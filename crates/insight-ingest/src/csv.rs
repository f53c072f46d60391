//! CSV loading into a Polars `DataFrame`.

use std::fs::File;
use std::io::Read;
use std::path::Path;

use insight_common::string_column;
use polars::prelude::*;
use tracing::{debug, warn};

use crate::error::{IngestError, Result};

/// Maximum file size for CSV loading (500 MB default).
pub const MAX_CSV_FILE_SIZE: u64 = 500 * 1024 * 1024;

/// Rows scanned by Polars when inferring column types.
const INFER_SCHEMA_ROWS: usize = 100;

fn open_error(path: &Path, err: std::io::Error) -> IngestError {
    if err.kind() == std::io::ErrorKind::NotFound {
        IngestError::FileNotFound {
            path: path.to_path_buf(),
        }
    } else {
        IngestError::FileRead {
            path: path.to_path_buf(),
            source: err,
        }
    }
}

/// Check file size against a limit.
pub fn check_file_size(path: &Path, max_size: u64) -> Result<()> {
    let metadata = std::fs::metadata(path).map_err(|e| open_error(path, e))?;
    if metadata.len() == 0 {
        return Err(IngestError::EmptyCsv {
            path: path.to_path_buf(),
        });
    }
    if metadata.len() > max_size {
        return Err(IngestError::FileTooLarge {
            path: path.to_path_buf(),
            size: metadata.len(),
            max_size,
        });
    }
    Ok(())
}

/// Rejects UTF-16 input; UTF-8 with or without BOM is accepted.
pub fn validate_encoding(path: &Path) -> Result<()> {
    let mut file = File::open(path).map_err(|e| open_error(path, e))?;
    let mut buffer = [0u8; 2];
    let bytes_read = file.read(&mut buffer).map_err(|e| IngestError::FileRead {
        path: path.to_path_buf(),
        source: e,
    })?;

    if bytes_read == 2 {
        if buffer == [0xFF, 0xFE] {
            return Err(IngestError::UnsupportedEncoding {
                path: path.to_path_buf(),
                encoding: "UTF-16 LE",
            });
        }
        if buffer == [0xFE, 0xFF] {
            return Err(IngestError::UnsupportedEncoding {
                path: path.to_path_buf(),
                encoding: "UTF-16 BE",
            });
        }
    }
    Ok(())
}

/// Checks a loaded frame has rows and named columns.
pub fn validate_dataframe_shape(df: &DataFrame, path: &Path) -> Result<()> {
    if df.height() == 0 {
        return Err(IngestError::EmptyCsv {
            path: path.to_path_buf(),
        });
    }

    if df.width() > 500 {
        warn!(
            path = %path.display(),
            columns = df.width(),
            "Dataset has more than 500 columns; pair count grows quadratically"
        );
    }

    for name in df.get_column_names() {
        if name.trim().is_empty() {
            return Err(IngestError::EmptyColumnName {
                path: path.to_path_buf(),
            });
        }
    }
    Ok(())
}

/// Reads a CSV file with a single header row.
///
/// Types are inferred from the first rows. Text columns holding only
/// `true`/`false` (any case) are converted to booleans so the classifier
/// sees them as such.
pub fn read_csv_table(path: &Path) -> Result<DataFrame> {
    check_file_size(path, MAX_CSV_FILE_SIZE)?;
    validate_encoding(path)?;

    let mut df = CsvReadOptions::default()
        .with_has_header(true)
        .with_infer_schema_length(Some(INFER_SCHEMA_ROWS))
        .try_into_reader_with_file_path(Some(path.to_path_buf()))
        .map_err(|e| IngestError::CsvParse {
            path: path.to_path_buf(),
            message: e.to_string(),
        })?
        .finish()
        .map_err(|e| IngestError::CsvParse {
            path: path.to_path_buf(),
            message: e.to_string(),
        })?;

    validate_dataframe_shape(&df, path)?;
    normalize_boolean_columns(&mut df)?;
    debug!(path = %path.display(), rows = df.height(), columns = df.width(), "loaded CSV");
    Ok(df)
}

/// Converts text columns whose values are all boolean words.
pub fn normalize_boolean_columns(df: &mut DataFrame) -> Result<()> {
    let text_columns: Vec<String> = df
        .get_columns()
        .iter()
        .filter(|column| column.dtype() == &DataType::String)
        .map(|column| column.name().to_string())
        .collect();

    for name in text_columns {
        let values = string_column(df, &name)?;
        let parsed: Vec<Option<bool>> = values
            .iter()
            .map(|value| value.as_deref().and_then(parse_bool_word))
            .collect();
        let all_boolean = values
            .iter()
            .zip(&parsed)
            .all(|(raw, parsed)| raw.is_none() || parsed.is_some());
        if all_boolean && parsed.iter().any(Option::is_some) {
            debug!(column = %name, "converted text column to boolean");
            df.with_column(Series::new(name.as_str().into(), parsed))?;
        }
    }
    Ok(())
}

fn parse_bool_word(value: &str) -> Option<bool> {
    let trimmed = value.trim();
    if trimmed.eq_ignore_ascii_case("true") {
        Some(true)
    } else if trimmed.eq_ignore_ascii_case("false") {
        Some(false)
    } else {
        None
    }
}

★ ★ ★ ★ ★

● **What to work on**:
Using the records above, say how many lines contain the string "width"; offer no other text.

● **Answer**:
3